Trying to explain my chronic illness to people can be tough.. in layman’s terms, my brain is falling out of my head. Now, when you tell someone that, they tend to think you’re joking… because really, have you ever heard of someone’s brain falling out of their head??? Until June 27th 2017, I hadn’t heard of it either. So, explaining a chronic illness that you suffer from, to people who have never heard of it, when you yourself have just learned about it… is terribly difficult to say the least. I have Googled and Googled and Googled…


What I have found from all my researching, and my own personal experience, is Chiari malformation affects every part of your body. This is partly because the cerebrospinal fluid flow is restricted. This causes problems with nerves, the way your hands work, the way your legs and feet work, it affects speaking and thinking! The fluid is supposed to be flowing through your whole body freely, cleaning the garbage out of your brain so to speak… I couldn’t tell you how many times I have lost my train of thought right in the middle of a sentence, in a conversation that I myself started.. it is embarrassing, it is humbling, especially to be 34yrs old… 

Life has changed drastically and don’t most out of nowhere having been in pain my whole life I just assumed that’s the way it was supposed to be. Boy was I wrong! I’ve ignored the pain as best I could my whole life because it always got in the way of all the things that I wanted to do! Well, unfortunately I had to surrender to the reality of my illness, the one I did not know I had until this year, on August 23rd, and have brain surgery. I woke up to find I had many limitations… but I also woke up to find how strong I’ve really been this whole time! The willpower that I possess inside of me! Something that should have knocked me down years ago, I fought through! I will never stop fighting Chiari! And Chiari will not beat me!! I may have to live with this for the rest of my life but it will not be my life!

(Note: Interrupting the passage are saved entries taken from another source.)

// Engine configuration. The tax rate is injected here instead of being hard-coded
// at call sites; in deployments it comes from the property's settings record.

use serde::{Deserialize, Serialize};
use thiserror::Error;

pub const DEFAULT_TAX_RATE: f64 = 0.18;

#[derive(Error, Debug, Clone, PartialEq)]
pub enum ConfigError {
    #[error("tax rate must be a fraction in [0, 1), got {0}")]
    InvalidTaxRate(f64),
}

#[derive(Debug, Clone, PartialEq)]
pub struct EngineConfig {
    /// Fraction multiplied against the subtotal to produce the tax amount.
    pub tax_rate: f64,
}

impl Default for EngineConfig {
    fn default() -> Self {
        Self {
            tax_rate: DEFAULT_TAX_RATE,
        }
    }
}

impl EngineConfig {
    pub fn new(tax_rate: f64) -> Result<Self, ConfigError> {
        if !(0.0..1.0).contains(&tax_rate) || !tax_rate.is_finite() {
            return Err(ConfigError::InvalidTaxRate(tax_rate));
        }
        Ok(Self { tax_rate })
    }

    pub fn from_settings(settings: &Settings) -> Result<Self, ConfigError> {
        Self::new(settings.tax_percentage / 100.0)
    }
}

/// Property-wide settings record as stored by the backend. Tax is persisted as a
/// percentage there (18.0), while the engine works with fractions.
#[derive(Debug, Clone, Serialize, Deserialize)]
pub struct Settings {
    pub property_name: String,
    pub contact_number: String,
    pub email: String,
    pub address: Option<String>,
    pub tax_percentage: f64,
}
// Date-range availability checking.
// A stay is the half-open interval [check_in, check_out): the checkout day is free
// for the next guest, so back-to-back bookings never collide.

use chrono::NaiveDate;
use serde::Serialize;
use std::fmt;
use thiserror::Error;

use crate::domain::{Booking, BookingStatus};

#[derive(Error, Debug, Clone, Copy, PartialEq, Eq)]
#[error("invalid range: check-out {check_out} must be after check-in {check_in}")]
pub struct InvalidRange {
    pub check_in: NaiveDate,
    pub check_out: NaiveDate,
}

/// A validated half-open stay interval. Constructing one guarantees at least one
/// night, so downstream arithmetic never sees an empty or inverted range.
#[derive(Debug, Clone, Copy, PartialEq, Eq, Serialize)]
pub struct DateRange {
    check_in: NaiveDate,
    check_out: NaiveDate,
}

impl DateRange {
    pub fn new(check_in: NaiveDate, check_out: NaiveDate) -> Result<Self, InvalidRange> {
        if check_out <= check_in {
            return Err(InvalidRange {
                check_in,
                check_out,
            });
        }
        Ok(Self {
            check_in,
            check_out,
        })
    }

    pub fn check_in(&self) -> NaiveDate {
        self.check_in
    }

    pub fn check_out(&self) -> NaiveDate {
        self.check_out
    }

    /// Whole nights stayed; always >= 1 for a constructed range.
    pub fn nights(&self) -> i64 {
        (self.check_out - self.check_in).num_days()
    }

    /// Standard half-open overlap test: `[A,B)` meets `[C,D)` iff C < B && D > A.
    /// Touching boundaries (checkout day = next check-in day) do not overlap.
    pub fn overlaps(&self, check_in: NaiveDate, check_out: NaiveDate) -> bool {
        check_in < self.check_out && check_out > self.check_in
    }

    pub fn contains(&self, date: NaiveDate) -> bool {
        date >= self.check_in && date < self.check_out
    }
}

impl fmt::Display for DateRange {
    fn fmt(&self, f: &mut fmt::Formatter<'_>) -> fmt::Result {
        write!(f, "[{}, {})", self.check_in, self.check_out)
    }
}

/// Pure availability predicate over bookings already fetched from the store.
/// Bookings for other rooms and cancelled bookings are ignored; any remaining
/// overlap makes the room unavailable. Performs no I/O.
pub fn is_range_available(room_id: &str, candidate: DateRange, bookings: &[Booking]) -> bool {
    !bookings.iter().any(|booking| {
        booking.room_id == room_id
            && booking.status != BookingStatus::Cancelled
            && candidate.overlaps(booking.check_in_date, booking.check_out_date)
    })
}

/// Convenience entry point for callers holding raw dates.
pub fn check_dates_available(
    room_id: &str,
    check_in: NaiveDate,
    check_out: NaiveDate,
    bookings: &[Booking],
) -> Result<bool, InvalidRange> {
    let candidate = DateRange::new(check_in, check_out)?;
    Ok(is_range_available(room_id, candidate, bookings))
}

#[cfg(test)]
mod tests {
    use super::*;
    use chrono::Utc;
    use test_case::test_case;

    fn date(y: i32, m: u32, d: u32) -> NaiveDate {
        NaiveDate::from_ymd_opt(y, m, d).unwrap()
    }

    fn booking_on(room_id: &str, check_in: NaiveDate, check_out: NaiveDate) -> Booking {
        Booking {
            id: format!("bk-{}-{}", room_id, check_in),
            room_id: room_id.to_string(),
            guest_id: "guest-1".to_string(),
            check_in_date: check_in,
            check_out_date: check_out,
            guest_count: 2,
            total_amount: 0,
            status: BookingStatus::Confirmed,
            special_requests: None,
            created_at: Utc::now(),
            updated_at: Utc::now(),
        }
    }

    #[test]
    fn test_degenerate_range_rejected() {
        let d = date(2024, 6, 5);
        assert!(DateRange::new(d, d).is_err());
        assert!(DateRange::new(d, date(2024, 6, 1)).is_err());

        let err = DateRange::new(d, d).unwrap_err();
        assert_eq!(err.check_in, d);
        assert_eq!(err.check_out, d);
    }

    #[test]
    fn test_nights_counts_whole_days() {
        let range = DateRange::new(date(2024, 6, 1), date(2024, 6, 4)).unwrap();
        assert_eq!(range.nights(), 3);

        // Month boundary, 30-day June
        let range = DateRange::new(date(2024, 6, 28), date(2024, 7, 2)).unwrap();
        assert_eq!(range.nights(), 4);

        // Year boundary
        let range = DateRange::new(date(2024, 12, 30), date(2025, 1, 2)).unwrap();
        assert_eq!(range.nights(), 3);
    }

    // Existing booking [2024-06-05, 2024-06-10) on room-1 in every case.
    #[test_case(date(2024, 6, 1), date(2024, 6, 5), true; "#1 candidate ends at existing start")]
    #[test_case(date(2024, 6, 10), date(2024, 6, 12), true; "#2 candidate starts at existing end")]
    #[test_case(date(2024, 6, 1), date(2024, 6, 6), false; "#3 overlap at front")]
    #[test_case(date(2024, 6, 9), date(2024, 6, 12), false; "#4 overlap at back")]
    #[test_case(date(2024, 6, 6), date(2024, 6, 8), false; "#5 candidate inside existing")]
    #[test_case(date(2024, 6, 1), date(2024, 6, 15), false; "#6 candidate swallows existing")]
    #[test_case(date(2024, 6, 5), date(2024, 6, 10), false; "#7 identical range")]
    #[test_case(date(2024, 5, 1), date(2024, 5, 20), true; "#8 fully before")]
    #[test_case(date(2024, 7, 1), date(2024, 7, 4), true; "#9 fully after")]
    fn test_overlap_cases(check_in: NaiveDate, check_out: NaiveDate, expect_available: bool) {
        let bookings = vec![booking_on("room-1", date(2024, 6, 5), date(2024, 6, 10))];
        let candidate = DateRange::new(check_in, check_out).unwrap();
        assert_eq!(
            is_range_available("room-1", candidate, &bookings),
            expect_available
        );
    }

    #[test]
    fn test_back_to_back_bookings_available() {
        // Booking A = [2024-06-01, 2024-06-05), candidate B = [2024-06-05, 2024-06-08)
        let bookings = vec![booking_on("room-1", date(2024, 6, 1), date(2024, 6, 5))];
        let candidate = DateRange::new(date(2024, 6, 5), date(2024, 6, 8)).unwrap();
        assert!(is_range_available("room-1", candidate, &bookings));
    }

    #[test]
    fn test_cancelled_bookings_do_not_block() {
        let mut cancelled = booking_on("room-1", date(2024, 6, 5), date(2024, 6, 10));
        cancelled.status = BookingStatus::Cancelled;

        let candidate = DateRange::new(date(2024, 6, 6), date(2024, 6, 8)).unwrap();
        assert!(is_range_available("room-1", candidate, &[cancelled.clone()]));

        // A pending booking over the same dates still blocks.
        let mut pending = booking_on("room-1", date(2024, 6, 5), date(2024, 6, 10));
        pending.status = BookingStatus::Pending;
        assert!(!is_range_available("room-1", candidate, &[cancelled, pending]));
    }

    #[test]
    fn test_other_rooms_are_ignored() {
        let bookings = vec![booking_on("room-2", date(2024, 6, 5), date(2024, 6, 10))];
        let candidate = DateRange::new(date(2024, 6, 6), date(2024, 6, 8)).unwrap();
        assert!(is_range_available("room-1", candidate, &bookings));
        assert!(!is_range_available("room-2", candidate, &bookings));
    }

    #[test]
    fn test_check_dates_available_validates_range() {
        let bookings = vec![];
        let result = check_dates_available("room-1", date(2024, 6, 5), date(2024, 6, 5), &bookings);
        assert!(result.is_err());

        let result = check_dates_available("room-1", date(2024, 6, 5), date(2024, 6, 6), &bookings);
        assert_eq!(result, Ok(true));
    }

    #[test]
    fn test_contains_is_half_open() {
        let range = DateRange::new(date(2024, 6, 1), date(2024, 6, 5)).unwrap();
        assert!(range.contains(date(2024, 6, 1)));
        assert!(range.contains(date(2024, 6, 4)));
        assert!(!range.contains(date(2024, 6, 5)));
        assert!(!range.contains(date(2024, 5, 31)));
    }
}
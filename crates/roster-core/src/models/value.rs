//! Tagged field values

use std::collections::BTreeMap;

use serde::{Deserialize, Serialize};
use serde_json::{Number, Value};

/// Field name → value, ordered by name for stable output.
pub type FieldMap = BTreeMap<String, FieldValue>;

/// A cell value as written to or read from the remote store.
///
/// Arrays made only of strings (link sets, multi-selects) become `List`;
/// anything that does not fit the other variants is kept as raw `Json`.
#[derive(Debug, Clone, PartialEq, Serialize, Deserialize)]
#[serde(from = "Value", into = "Value")]
pub enum FieldValue {
    Null,
    Bool(bool),
    Number(Number),
    Text(String),
    List(Vec<String>),
    Json(Value),
}

impl FieldValue {
    /// Values the remote store omits instead of storing explicitly.
    #[must_use]
    pub fn is_falsy_default(&self) -> bool {
        match self {
            Self::Null | Self::Bool(false) => true,
            Self::Text(text) => text.is_empty(),
            Self::List(items) => items.is_empty(),
            Self::Json(Value::Array(items)) => items.is_empty(),
            Self::Json(Value::Object(map)) => map.is_empty(),
            _ => false,
        }
    }

    #[must_use]
    pub fn as_text(&self) -> Option<&str> {
        match self {
            Self::Text(text) => Some(text),
            _ => None,
        }
    }

    /// Items of a list value; `Null` reads as an empty list.
    #[must_use]
    pub fn as_list(&self) -> Option<&[String]> {
        match self {
            Self::List(items) => Some(items),
            Self::Null => Some(&[]),
            _ => None,
        }
    }

    pub fn text(value: impl Into<String>) -> Self {
        Self::Text(value.into())
    }

    /// `Null` when the text is absent.
    pub fn optional_text(value: Option<impl Into<String>>) -> Self {
        value.map_or(Self::Null, |value| Self::Text(value.into()))
    }

    pub fn list<I, S>(items: I) -> Self
    where
        I: IntoIterator<Item = S>,
        S: Into<String>,
    {
        Self::List(items.into_iter().map(Into::into).collect())
    }

    pub fn count(value: usize) -> Self {
        Self::Number(Number::from(u64::try_from(value).unwrap_or(u64::MAX)))
    }
}

impl From<Value> for FieldValue {
    fn from(value: Value) -> Self {
        match value {
            Value::Null => Self::Null,
            Value::Bool(flag) => Self::Bool(flag),
            Value::Number(number) => Self::Number(number),
            Value::String(text) => Self::Text(text),
            Value::Array(items) if items.iter().all(Value::is_string) => Self::List(
                items
                    .into_iter()
                    .filter_map(|item| match item {
                        Value::String(text) => Some(text),
                        _ => None,
                    })
                    .collect(),
            ),
            other => Self::Json(other),
        }
    }
}

impl From<FieldValue> for Value {
    fn from(value: FieldValue) -> Self {
        match value {
            FieldValue::Null => Self::Null,
            FieldValue::Bool(flag) => Self::Bool(flag),
            FieldValue::Number(number) => Self::Number(number),
            FieldValue::Text(text) => Self::String(text),
            FieldValue::List(items) => Self::Array(items.into_iter().map(Self::String).collect()),
            FieldValue::Json(raw) => raw,
        }
    }
}

impl From<bool> for FieldValue {
    fn from(value: bool) -> Self {
        Self::Bool(value)
    }
}

impl From<&str> for FieldValue {
    fn from(value: &str) -> Self {
        Self::Text(value.to_string())
    }
}

impl From<String> for FieldValue {
    fn from(value: String) -> Self {
        Self::Text(value)
    }
}

/// Convert a raw JSON object into a field map.
pub fn field_map_from_json(map: serde_json::Map<String, Value>) -> FieldMap {
    map.into_iter()
        .map(|(name, value)| (name, FieldValue::from(value)))
        .collect()
}

/// Convert a field map into a raw JSON object.
pub fn field_map_to_json(fields: &FieldMap) -> serde_json::Map<String, Value> {
    fields
        .iter()
        .map(|(name, value)| (name.clone(), Value::from(value.clone())))
        .collect()
}

#[cfg(test)]
mod tests {
    use super::*;
    use serde_json::json;

    #[test]
    fn string_arrays_become_lists() {
        let value = FieldValue::from(json!(["rec1", "rec2"]));
        assert_eq!(value, FieldValue::list(["rec1", "rec2"]));
    }

    #[test]
    fn mixed_arrays_stay_raw() {
        let value = FieldValue::from(json!([{"id": "att1"}]));
        assert!(matches!(value, FieldValue::Json(Value::Array(_))));
    }

    #[test]
    fn empty_array_is_an_empty_list() {
        assert_eq!(FieldValue::from(json!([])), FieldValue::List(Vec::new()));
    }

    #[test]
    fn falsy_defaults() {
        assert!(FieldValue::Null.is_falsy_default());
        assert!(FieldValue::Bool(false).is_falsy_default());
        assert!(FieldValue::text("").is_falsy_default());
        assert!(FieldValue::List(Vec::new()).is_falsy_default());
        assert!(!FieldValue::Bool(true).is_falsy_default());
        assert!(!FieldValue::count(0).is_falsy_default());
        assert!(!FieldValue::text("x").is_falsy_default());
    }

    #[test]
    fn serializes_as_plain_json() {
        let mut fields = FieldMap::new();
        fields.insert("Name".to_string(), FieldValue::text("Alice"));
        fields.insert("Num Channels".to_string(), FieldValue::count(3));
        fields.insert("Role".to_string(), FieldValue::list(["Admin"]));
        let rendered = serde_json::to_value(&fields).unwrap();
        assert_eq!(
            rendered,
            json!({"Name": "Alice", "Num Channels": 3, "Role": ["Admin"]})
        );
    }

    #[test]
    fn null_reads_as_empty_list() {
        assert_eq!(FieldValue::Null.as_list(), Some(&[][..]));
        assert_eq!(FieldValue::text("x").as_list(), None);
    }
}
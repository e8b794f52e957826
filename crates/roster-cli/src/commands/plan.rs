use std::path::Path;

use roster_core::{JsonFileSource, WorkspaceSource};

use crate::commands::common::{format_plan_lines, open_mirror, GlobalPaths, PlanSummary};
use crate::error::CliError;

pub async fn run_plan(paths: &GlobalPaths, input: &Path, as_json: bool) -> Result<(), CliError> {
    let mirror = open_mirror(paths).await?;
    let dump = JsonFileSource::new(input).fetch().await?;
    let plan = mirror
        .preview(&dump.desired_users(), dump.desired_channels())
        .await?;
    let summary = PlanSummary::from(&plan);

    if as_json {
        println!("{}", serde_json::to_string_pretty(&summary)?);
    } else {
        for line in format_plan_lines(&summary) {
            println!("{line}");
        }
    }
    Ok(())
}
//! Shared utility functions used across multiple modules.

/// Normalize optional text by trimming whitespace and removing empties.
///
/// Returns `None` when the input is `None` or the trimmed value is empty.
pub fn normalize_text_option(value: Option<String>) -> Option<String> {
    let value = value?;
    let value = value.trim();
    if value.is_empty() {
        None
    } else {
        Some(value.to_string())
    }
}

/// Check if a string starts with `http://` or `https://`.
pub fn is_http_url(value: &str) -> bool {
    value.starts_with("http://") || value.starts_with("https://")
}

/// Truncate text to at most 180 characters for error messages.
pub fn compact_text(value: &str) -> String {
    value.trim().chars().take(180).collect()
}

/// Collapse an error message onto one line.
pub fn sanitize(error: &impl std::fmt::Display) -> String {
    error.to_string().replace('\n', " ").trim().to_string()
}

#[cfg(test)]
mod tests {
    use super::*;

    #[test]
    fn normalize_text_option_rejects_empty() {
        assert_eq!(normalize_text_option(None), None);
        assert_eq!(normalize_text_option(Some("   ".to_string())), None);
    }

    #[test]
    fn normalize_text_option_trims_value() {
        assert_eq!(
            normalize_text_option(Some(" https://api.airtable.com ".to_string())),
            Some("https://api.airtable.com".to_string())
        );
    }

    #[test]
    fn is_http_url_accepts_valid_schemes() {
        assert!(is_http_url("http://localhost"));
        assert!(is_http_url("https://api.airtable.com"));
        assert!(!is_http_url("ftp://example.com"));
        assert!(!is_http_url("api.airtable.com"));
    }

    #[test]
    fn sanitize_flattens_newlines() {
        assert_eq!(sanitize(&"line one\nline two\n"), "line one line two");
    }
}
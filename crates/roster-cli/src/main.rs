//! roster CLI - mirror a workspace into an Airtable base
//!
//! Bootstraps the base schema, pushes workspace dumps on demand or on a
//! daily schedule, and exports the mirrored tables.

mod cli;
mod commands;
mod error;
#[cfg(test)]
mod tests;

use clap::Parser;
use tracing_subscriber::EnvFilter;

use crate::cli::{Cli, Commands};
use crate::commands::bootstrap::run_bootstrap;
use crate::commands::common::GlobalPaths;
use crate::commands::completions::run_completions;
use crate::commands::export::run_export;
use crate::commands::plan::run_plan;
use crate::commands::schedule::run_schedule;
use crate::commands::sync::run_sync;
use crate::error::CliError;

#[tokio::main]
async fn main() {
    if let Err(error) = run().await {
        eprintln!("Error: {error}");
        std::process::exit(1);
    }
}

async fn run() -> Result<(), CliError> {
    dotenvy::dotenv().ok();

    let mut filter = EnvFilter::from_default_env();
    if let Ok(directive) = "roster=info".parse() {
        filter = filter.add_directive(directive);
    }
    tracing_subscriber::fmt()
        .with_env_filter(filter)
        .with_writer(std::io::stderr)
        .init();

    let cli = Cli::parse();
    let paths = GlobalPaths {
        config: cli.config,
        schema: cli.schema,
    };

    match cli.command {
        Commands::Bootstrap => run_bootstrap(&paths).await?,
        Commands::Sync {
            input,
            scheduled,
            json,
        } => run_sync(&paths, &input, scheduled, json).await?,
        Commands::Plan { input, json } => run_plan(&paths, &input, json).await?,
        Commands::Export { format, output } => run_export(&paths, format, &output).await?,
        Commands::Schedule { at, input } => run_schedule(&paths, &at, &input).await?,
        Commands::Completions { shell, output } => {
            run_completions(shell, output.as_deref())?;
        }
    }

    Ok(())
}
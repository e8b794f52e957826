use std::path::{Path, PathBuf};

use roster_core::export::{
    render_table_export, suggested_export_file_name, ExportFormat as CoreFormat,
};
use roster_core::Mirror;

use crate::cli::ExportFormat;
use crate::commands::common::{open_mirror, GlobalPaths};
use crate::error::CliError;

pub async fn run_export(
    paths: &GlobalPaths,
    format: ExportFormat,
    output_dir: &Path,
) -> Result<(), CliError> {
    let mirror = open_mirror(paths).await?;
    mirror.refresh_all().await?;
    for path in write_exports(&mirror, format, output_dir).await? {
        println!("{}", path.display());
    }
    Ok(())
}

/// Write one file per table into `output_dir`, returning the written paths.
pub async fn write_exports(
    mirror: &Mirror,
    format: ExportFormat,
    output_dir: &Path,
) -> Result<Vec<PathBuf>, CliError> {
    let format = match format {
        ExportFormat::Json => CoreFormat::Json,
        ExportFormat::Markdown => CoreFormat::Markdown,
    };
    std::fs::create_dir_all(output_dir)?;

    let mut written = Vec::new();
    for snapshot in mirror.snapshots().await {
        let rendered = render_table_export(&snapshot, format)?;
        let path = output_dir.join(suggested_export_file_name(snapshot.name(), format));
        std::fs::write(&path, rendered)?;
        written.push(path);
    }
    Ok(written)
}
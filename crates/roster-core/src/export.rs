//! Plain-text exports of mirrored tables.

use std::fmt::Write as _;

use serde::{Deserialize, Serialize};

use crate::models::{field_map_to_json, FieldValue};
use crate::sync::TableSnapshot;

#[derive(Debug, Clone, Copy, PartialEq, Eq, Serialize, Deserialize)]
pub enum ExportFormat {
    Json,
    Markdown,
}

impl ExportFormat {
    #[must_use]
    pub const fn extension(self) -> &'static str {
        match self {
            Self::Json => "json",
            Self::Markdown => "md",
        }
    }
}

/// One exported row: remote id plus raw field values.
#[derive(Debug, Clone, PartialEq, Serialize, Deserialize)]
pub struct ExportRecord {
    pub id: String,
    pub fields: serde_json::Map<String, serde_json::Value>,
}

/// Render a table as pretty-printed JSON, in snapshot order.
pub fn render_json_export(snapshot: &TableSnapshot) -> serde_json::Result<String> {
    let items = snapshot
        .records()
        .iter()
        .map(|record| ExportRecord {
            id: record.remote_id.to_string(),
            fields: field_map_to_json(&record.fields),
        })
        .collect::<Vec<_>>();
    serde_json::to_string_pretty(&items)
}

/// Render a table as a Markdown table with one column per schema field.
///
/// Columns follow schema order; fields missing from a record render empty.
#[must_use]
pub fn render_markdown_export(snapshot: &TableSnapshot) -> String {
    let columns = snapshot
        .schema()
        .fields
        .iter()
        .map(|field| field.name.as_str())
        .collect::<Vec<_>>();

    let mut output = String::new();
    let _ = writeln!(output, "# {}", snapshot.name());
    let _ = writeln!(output);

    if columns.is_empty() {
        let _ = writeln!(output, "_No columns._");
        return output;
    }

    let header = columns
        .iter()
        .map(|name| escape_cell(name))
        .collect::<Vec<_>>()
        .join(" | ");
    let _ = writeln!(output, "| {header} |");
    let _ = writeln!(output, "|{}", " --- |".repeat(columns.len()));

    for record in snapshot.records() {
        let row = columns
            .iter()
            .map(|name| record.fields.get(*name).map_or_else(String::new, render_cell))
            .collect::<Vec<_>>()
            .join(" | ");
        let _ = writeln!(output, "| {row} |");
    }

    output
}

/// Render a table in the selected format.
pub fn render_table_export(
    snapshot: &TableSnapshot,
    format: ExportFormat,
) -> serde_json::Result<String> {
    match format {
        ExportFormat::Json => render_json_export(snapshot),
        ExportFormat::Markdown => Ok(render_markdown_export(snapshot)),
    }
}

/// File name for a table export, e.g. `users.json`.
#[must_use]
pub fn suggested_export_file_name(table: &str, format: ExportFormat) -> String {
    let stem = table
        .trim()
        .chars()
        .map(|ch| {
            if ch.is_ascii_alphanumeric() {
                ch.to_ascii_lowercase()
            } else {
                '-'
            }
        })
        .collect::<String>();
    let stem = if stem.is_empty() { "table" } else { stem.as_str() };
    format!("{stem}.{}", format.extension())
}

fn render_cell(value: &FieldValue) -> String {
    let text = match value {
        FieldValue::Null => String::new(),
        FieldValue::Bool(flag) => flag.to_string(),
        FieldValue::Number(number) => number.to_string(),
        FieldValue::Text(text) => text.clone(),
        FieldValue::List(items) => items.join(", "),
        FieldValue::Json(raw) => raw.to_string(),
    };
    escape_cell(&text)
}

fn escape_cell(value: &str) -> String {
    value.replace('|', "\\|").replace(['\r', '\n'], " ")
}

#[cfg(test)]
mod tests {
    use pretty_assertions::assert_eq;

    use super::*;
    use crate::models::{
        FieldMap, FieldSchema, FieldType, RemoteId, StoredRecord, TableId, TableSchema,
    };

    fn snapshot() -> TableSnapshot {
        let field = |name: &str, field_type| FieldSchema {
            id: format!("fld{name}"),
            name: name.to_string(),
            field_type,
        };
        let mut fields = FieldMap::new();
        fields.insert("Id".into(), FieldValue::text("c1"));
        fields.insert("Name".into(), FieldValue::text("general | main"));
        fields.insert("Users".into(), FieldValue::list(["rec1", "rec2"]));

        TableSnapshot::with_records(
            TableSchema {
                id: TableId("tblChannels".into()),
                name: "Channels".into(),
                fields: vec![
                    field("Id", FieldType::SingleLineText),
                    field("Name", FieldType::SingleLineText),
                    field("Is Private", FieldType::Checkbox),
                    field("Users", FieldType::MultipleRecordLinks),
                ],
            },
            vec![StoredRecord::new(RemoteId::new("recC1"), fields)],
        )
    }

    #[test]
    fn markdown_export_renders_schema_columns() {
        let rendered = render_markdown_export(&snapshot());
        assert_eq!(
            rendered,
            "# Channels\n\n\
             | Id | Name | Is Private | Users |\n\
             | --- | --- | --- | --- |\n\
             | c1 | general \\| main |  | rec1, rec2 |\n"
        );
    }

    #[test]
    fn json_export_keeps_remote_ids() {
        let rendered = render_json_export(&snapshot()).unwrap();
        let parsed: Vec<ExportRecord> = serde_json::from_str(&rendered).unwrap();
        assert_eq!(parsed.len(), 1);
        assert_eq!(parsed[0].id, "recC1");
        assert_eq!(parsed[0].fields["Users"], serde_json::json!(["rec1", "rec2"]));
    }

    #[test]
    fn suggested_export_file_name_uses_table_and_extension() {
        assert_eq!(
            suggested_export_file_name("Users", ExportFormat::Json),
            "users.json"
        );
        assert_eq!(
            suggested_export_file_name("Sync Tasks", ExportFormat::Markdown),
            "sync-tasks.md"
        );
    }
}
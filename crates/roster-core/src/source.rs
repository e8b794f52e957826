//! Where desired workspace state comes from.

use std::path::{Path, PathBuf};

use async_trait::async_trait;
use tracing::debug;

use crate::models::WorkspaceDump;
use crate::{Error, Result};

/// Produces the authoritative users and channels for one run.
#[async_trait]
pub trait WorkspaceSource: Send + Sync {
    async fn fetch(&self) -> Result<WorkspaceDump>;
}

/// Reads a workspace dump from a JSON file on every fetch.
#[derive(Debug, Clone)]
pub struct JsonFileSource {
    path: PathBuf,
}

impl JsonFileSource {
    pub fn new(path: impl Into<PathBuf>) -> Self {
        Self { path: path.into() }
    }

    #[must_use]
    pub fn path(&self) -> &Path {
        &self.path
    }
}

#[async_trait]
impl WorkspaceSource for JsonFileSource {
    async fn fetch(&self) -> Result<WorkspaceDump> {
        let raw = tokio::fs::read_to_string(&self.path).await?;
        let dump: WorkspaceDump = serde_json::from_str(&raw).map_err(|error| {
            Error::InvalidInput(format!(
                "invalid workspace dump {}: {error}",
                self.path.display()
            ))
        })?;
        debug!(
            path = %self.path.display(),
            users = dump.users.len(),
            channels = dump.channels.len(),
            "Loaded workspace dump"
        );
        Ok(dump)
    }
}
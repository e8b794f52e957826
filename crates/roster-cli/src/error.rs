use std::io;

use thiserror::Error;

#[derive(Debug, Error)]
pub enum CliError {
    #[error(transparent)]
    Core(#[from] roster_core::Error),
    #[error(transparent)]
    Io(#[from] io::Error),
    #[error(transparent)]
    Serialization(#[from] serde_json::Error),
    #[error("Invalid schedule time '{0}': expected HH:MM or HH:MM:SS")]
    InvalidScheduleTime(String),
    #[error("Could not compute the next scheduled run after {0}")]
    Schedule(String),
}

Chiari will always be a part of me and there’s nothing I can do about that, but I don’t have to let it tear down and break the person that I am. 

Whatever you may be going through, you are braver, stronger, and more resilient than you think!! Don’t you ever give up on yourself! You never really know how strong you really are.

Keep fighting the good fight!

Breaking Point

We stay quiet too long, say we’re fine too many times, and put yet another person in front of ourselves we mustn’t keep doing this! Living life this way is exhausting! Crushing, at times terrifying… who’s going to take care of me? I’ve spent my whole life taking care of everyone else.. now who’s going to take care of me? they don’t know how to they’ve never had to really do it before now.. who’s going to take care of me? I’m at my Breaking Point feeling, the darkness creeping in, who’s going to take care of me??

Toxic Family

Try as you may, try as you might, you will find in life that there are some people you just can’t make happy. No matter what you do, or don’t do, say or don’t say,  you can’t make them happy. And, the reason you cannot make them happy is because it is not your job. They choose not to be happy.          All too often these very people are your own family. Whether they be in-laws, or blood, you will find some people are just best to stay away from. They are poisonous. They are so unhappy with their own lives that they choose to drag down anyone around them. 

A drowning person will desperately, and blindly, grab on to anything to stay afloat. Throw them a lifesaver, and keep your distance.

Chiari Malformation Awareness Month is September

Please spread awareness! Chiari Malformation, also known as Arnold Chiari Malformation, is a rare brain disorder where the skull does not form big enough to hold the cerebellum. It is related to spina bifida, that is how serious Chiari is. It reduces the flow of fluid throughout the brain and body. It can be extremely debilitating, worsening as time goes on. Sadly, there is no cure for Chiari there are surgeries to help ease the pain and pressure that the brain puts on the spine, but there is no cure! So please help raise awareness! September is Chiari Awareness Month. September is the month for all invisible chronic illnesses! Wear purple! Google it! Research it! Talk about it!  If you are a doctor or nurse, or in the healthcare industry at all, please learn about it! There are so many people who are misdiagnosed! 

Save a life! Spread awareness!πŸ’œ

After Chiari SurgeryΒ 

Surgery was Wednesday August 23rd, and as you can tell I made it. My Neurosurgeon said it was a mess in the back of my neck and head, just as he thought it would be. 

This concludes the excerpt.